皆さんは「咬み合せが悪くなっても問題ないのでは?」と思うかもしれませんが、決してそのような事はありません。咬みあわせの問題は、歯に加わる力のバランスを変化させ、それが歯周病による歯周組織破壊を助長させる可能性があります。
また、咬み合せがおかしくなることで肩こり、頭痛、腰痛など体の不調が出る可能性があるとも言われています。このようなことから、当院では歯周病治療と共に、適切な噛み合せの回復を考慮に入れた包括的治療を実施しております。
5.「ペリオドンタルメディスン」‐
全身疾患をも考慮
難しい言葉ですが、噛み砕いてご説明しますと、歯周病と全身疾患とが相互に関連する(歯周医学)という考え方です。「歯周病と全身疾患?」と思われるかもしれません。
歯周病は細菌感染に伴う慢性炎症性疾患です。すなわち、体の一部に慢性的な感染巣を抱えていることになります。そのため血液を介して細菌が全身を廻り、全身の様々な病気を引き起こすと報告されています。関連性が報告されているものとして次のものがあります。
特によく言われるのが、「糖尿病」「心臓病」「早産」と歯周病の関連性です。
糖尿病との関連
糖尿病は歯周病発症の増加と進行に関与し、歯周病は糖尿病患者の血糖コントロールに悪影響を与えると報告されています。重度の歯周病の場合、軽度の人に比べ2年後に糖尿病が悪化している率が6倍高くなるという研究結果が出ています。
また、過去の研究より、歯周病治療により糖尿病患者さんのHbA1c(糖化ヘモグロビン)を減少できたとの報告もあり、歯周病のような慢性感染症の治療は、糖尿病患者さんにとって必要不可欠であることが示唆されています。
心臓病との関連
歯周病の方は、健康な人に比べ心臓病発症の危険率が1.2~7倍高まるといわれています。先にも述べましたが、歯周病は慢性感染性疾患です。慢性的に、すなわち持続的に感染が起こっていると、歯周病原細菌および感染により放出された生理活性物質(炎症メディエーター)が断続的に血管内に入り込みます(菌血症)。
その結果として感染性心内膜炎を引き起こしたり、あるいは動脈内にアテローム斑を形成して動脈に障害を与え、アテローム性動脈硬化症を誘発したりすると考えられています。
早産・低体重児との関連
メタ分析より、歯周病の妊婦は健康な人と比べて早産となる危険率が約2倍、低体重児出産となる危険率が約4倍であることが示されています。

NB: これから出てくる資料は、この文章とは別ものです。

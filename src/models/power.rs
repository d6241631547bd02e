// Power source / battery models

use serde::{Deserialize, Serialize};

/// Battery health condition code reported as poor.
pub const POOR_CONDITION: &str = "Poor";
/// Battery health condition code reported as fair.
pub const FAIR_CONDITION: &str = "Fair";
/// Power source state code while on external power.
pub const AC_POWER: &str = "AC Power";
/// Power source state code while discharging.
pub const BATTERY_POWER: &str = "Battery Power";

#[derive(Debug, Clone, Copy, Default, PartialEq, Eq, Serialize, Deserialize)]
#[serde(rename_all = "lowercase")]
pub enum BatteryCondition {
    #[default]
    Good,
    Fair,
    Poor,
}

impl BatteryCondition {
    /// Closed mapping from the raw health code. Unknown codes are treated as good.
    pub fn from_code(code: &str) -> Self {
        match code {
            POOR_CONDITION => BatteryCondition::Poor,
            FAIR_CONDITION => BatteryCondition::Fair,
            _ => BatteryCondition::Good,
        }
    }
}

#[derive(Debug, Clone, Copy, Default, PartialEq, Eq, Serialize, Deserialize)]
#[serde(rename_all = "camelCase")]
pub enum PowerSourceState {
    Battery,
    AcPower,
    #[default]
    Unknown,
}

impl PowerSourceState {
    /// Closed mapping from the raw power source state code.
    pub fn from_code(code: &str) -> Self {
        match code {
            AC_POWER => PowerSourceState::AcPower,
            BATTERY_POWER => PowerSourceState::Battery,
            _ => PowerSourceState::Unknown,
        }
    }
}

/// One entry of the OS power-source list, before classification.
/// Every field is optional; absent values fall back to the reading defaults.
#[derive(Debug, Clone, Default, PartialEq, Eq)]
pub struct RawPowerSource {
    pub current_capacity: Option<i64>,
    pub max_capacity: Option<i64>,
    pub design_capacity: Option<i64>,
    pub cycle_count: Option<i64>,
    pub time_to_full_charge: Option<i64>,
    pub time_to_empty: Option<i64>,
    pub is_charged: Option<bool>,
    pub is_charging: Option<bool>,
    pub health_condition: Option<String>,
    pub power_source_state: Option<String>,
}

#[derive(Debug, Clone, Default, PartialEq, Eq, Serialize, Deserialize)]
#[serde(rename_all = "camelCase")]
pub struct PowerReading {
    pub current_capacity: i64,
    pub max_capacity: i64,
    #[serde(default)]
    pub design_capacity: i64,
    #[serde(default)]
    pub cycle_count: i64,
    pub condition: BatteryCondition,
    pub power_source: PowerSourceState,
    /// Minutes until fully charged.
    pub time_to_full_charge: i64,
    /// Minutes until empty.
    pub time_to_empty: i64,
    pub is_charged: bool,
    pub is_charging: bool,
    /// False when no power source could be read; every other field is then a default.
    pub valid: bool,
}

impl PowerReading {
    pub fn invalid() -> Self {
        Self::default()
    }

    /// Classify the first entry of a power-source list.
    pub fn from_sources(sources: &[RawPowerSource]) -> Self {
        match sources.first() {
            Some(raw) => Self::from_raw(raw),
            None => Self::invalid(),
        }
    }

    pub fn from_raw(raw: &RawPowerSource) -> Self {
        Self {
            current_capacity: raw.current_capacity.unwrap_or(0),
            max_capacity: raw.max_capacity.unwrap_or(0),
            design_capacity: raw.design_capacity.unwrap_or(0),
            cycle_count: raw.cycle_count.unwrap_or(0),
            condition: raw
                .health_condition
                .as_deref()
                .map(BatteryCondition::from_code)
                .unwrap_or_default(),
            power_source: raw
                .power_source_state
                .as_deref()
                .map(PowerSourceState::from_code)
                .unwrap_or_default(),
            time_to_full_charge: raw.time_to_full_charge.unwrap_or(0),
            time_to_empty: raw.time_to_empty.unwrap_or(0),
            is_charged: raw.is_charged.unwrap_or(false),
            is_charging: raw.is_charging.unwrap_or(false),
            valid: true,
        }
    }

    /// Fraction of max capacity currently held, 0.0 when max capacity is unknown.
    pub fn charge(&self) -> f64 {
        if self.max_capacity > 0 {
            self.current_capacity as f64 / self.max_capacity as f64
        } else {
            0.0
        }
    }

    /// Max capacity relative to design capacity.
    pub fn health(&self) -> Option<f64> {
        (self.design_capacity > 0).then(|| self.max_capacity as f64 / self.design_capacity as f64)
    }

    /// Minutes left in the current direction (to empty on battery, to full while charging).
    pub fn time_remaining(&self) -> Option<i64> {
        if !self.valid {
            return None;
        }
        let minutes = match self.power_source {
            PowerSourceState::Battery => self.time_to_empty,
            _ if self.is_charging => self.time_to_full_charge,
            _ => return None,
        };
        (minutes > 0).then_some(minutes)
    }

    /// "H:MM" while running on battery, "∞" otherwise.
    pub fn time_remaining_label(&self) -> String {
        if self.power_source != PowerSourceState::Battery {
            return "∞".to_string();
        }
        match self.time_remaining() {
            Some(minutes) => format!("{}:{:02}", minutes / 60, minutes % 60),
            None => "-:--".to_string(),
        }
    }
}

慢性感染症である歯周病により、血行性に直接歯周病原細菌の感染が起こる可能性、あるいは炎症メディエーター(サイトカインやプロスタグランシン)が血行性に子宮筋の収縮を起こす可能性が考えられています。
また、過去の研究により、歯周病の妊婦で歯周病治療を適切に施された方の早産・低体重児のリスクは、健康者と変わらないレベルにまで低減されることがわかっています。
他にも「「癌」「HIV」」「誤嚥性肺炎」「脳卒中」などとの関連性が指摘されています。
研究が進み、今や歯周病は、お口の中だけの病気ではないというのが専門家の共通認識です。「歯周病=歯を失う」という理解ではなく「歯周病=命にかかわる可能性もある」という認識の転換が必要です。
なんだか怖いお話しになってきましたが、逆を言えば、信頼できる歯科医院にて、しっかり検査・治療を行う事でこれらの全身疾患の改善・予防につながるとも言えます。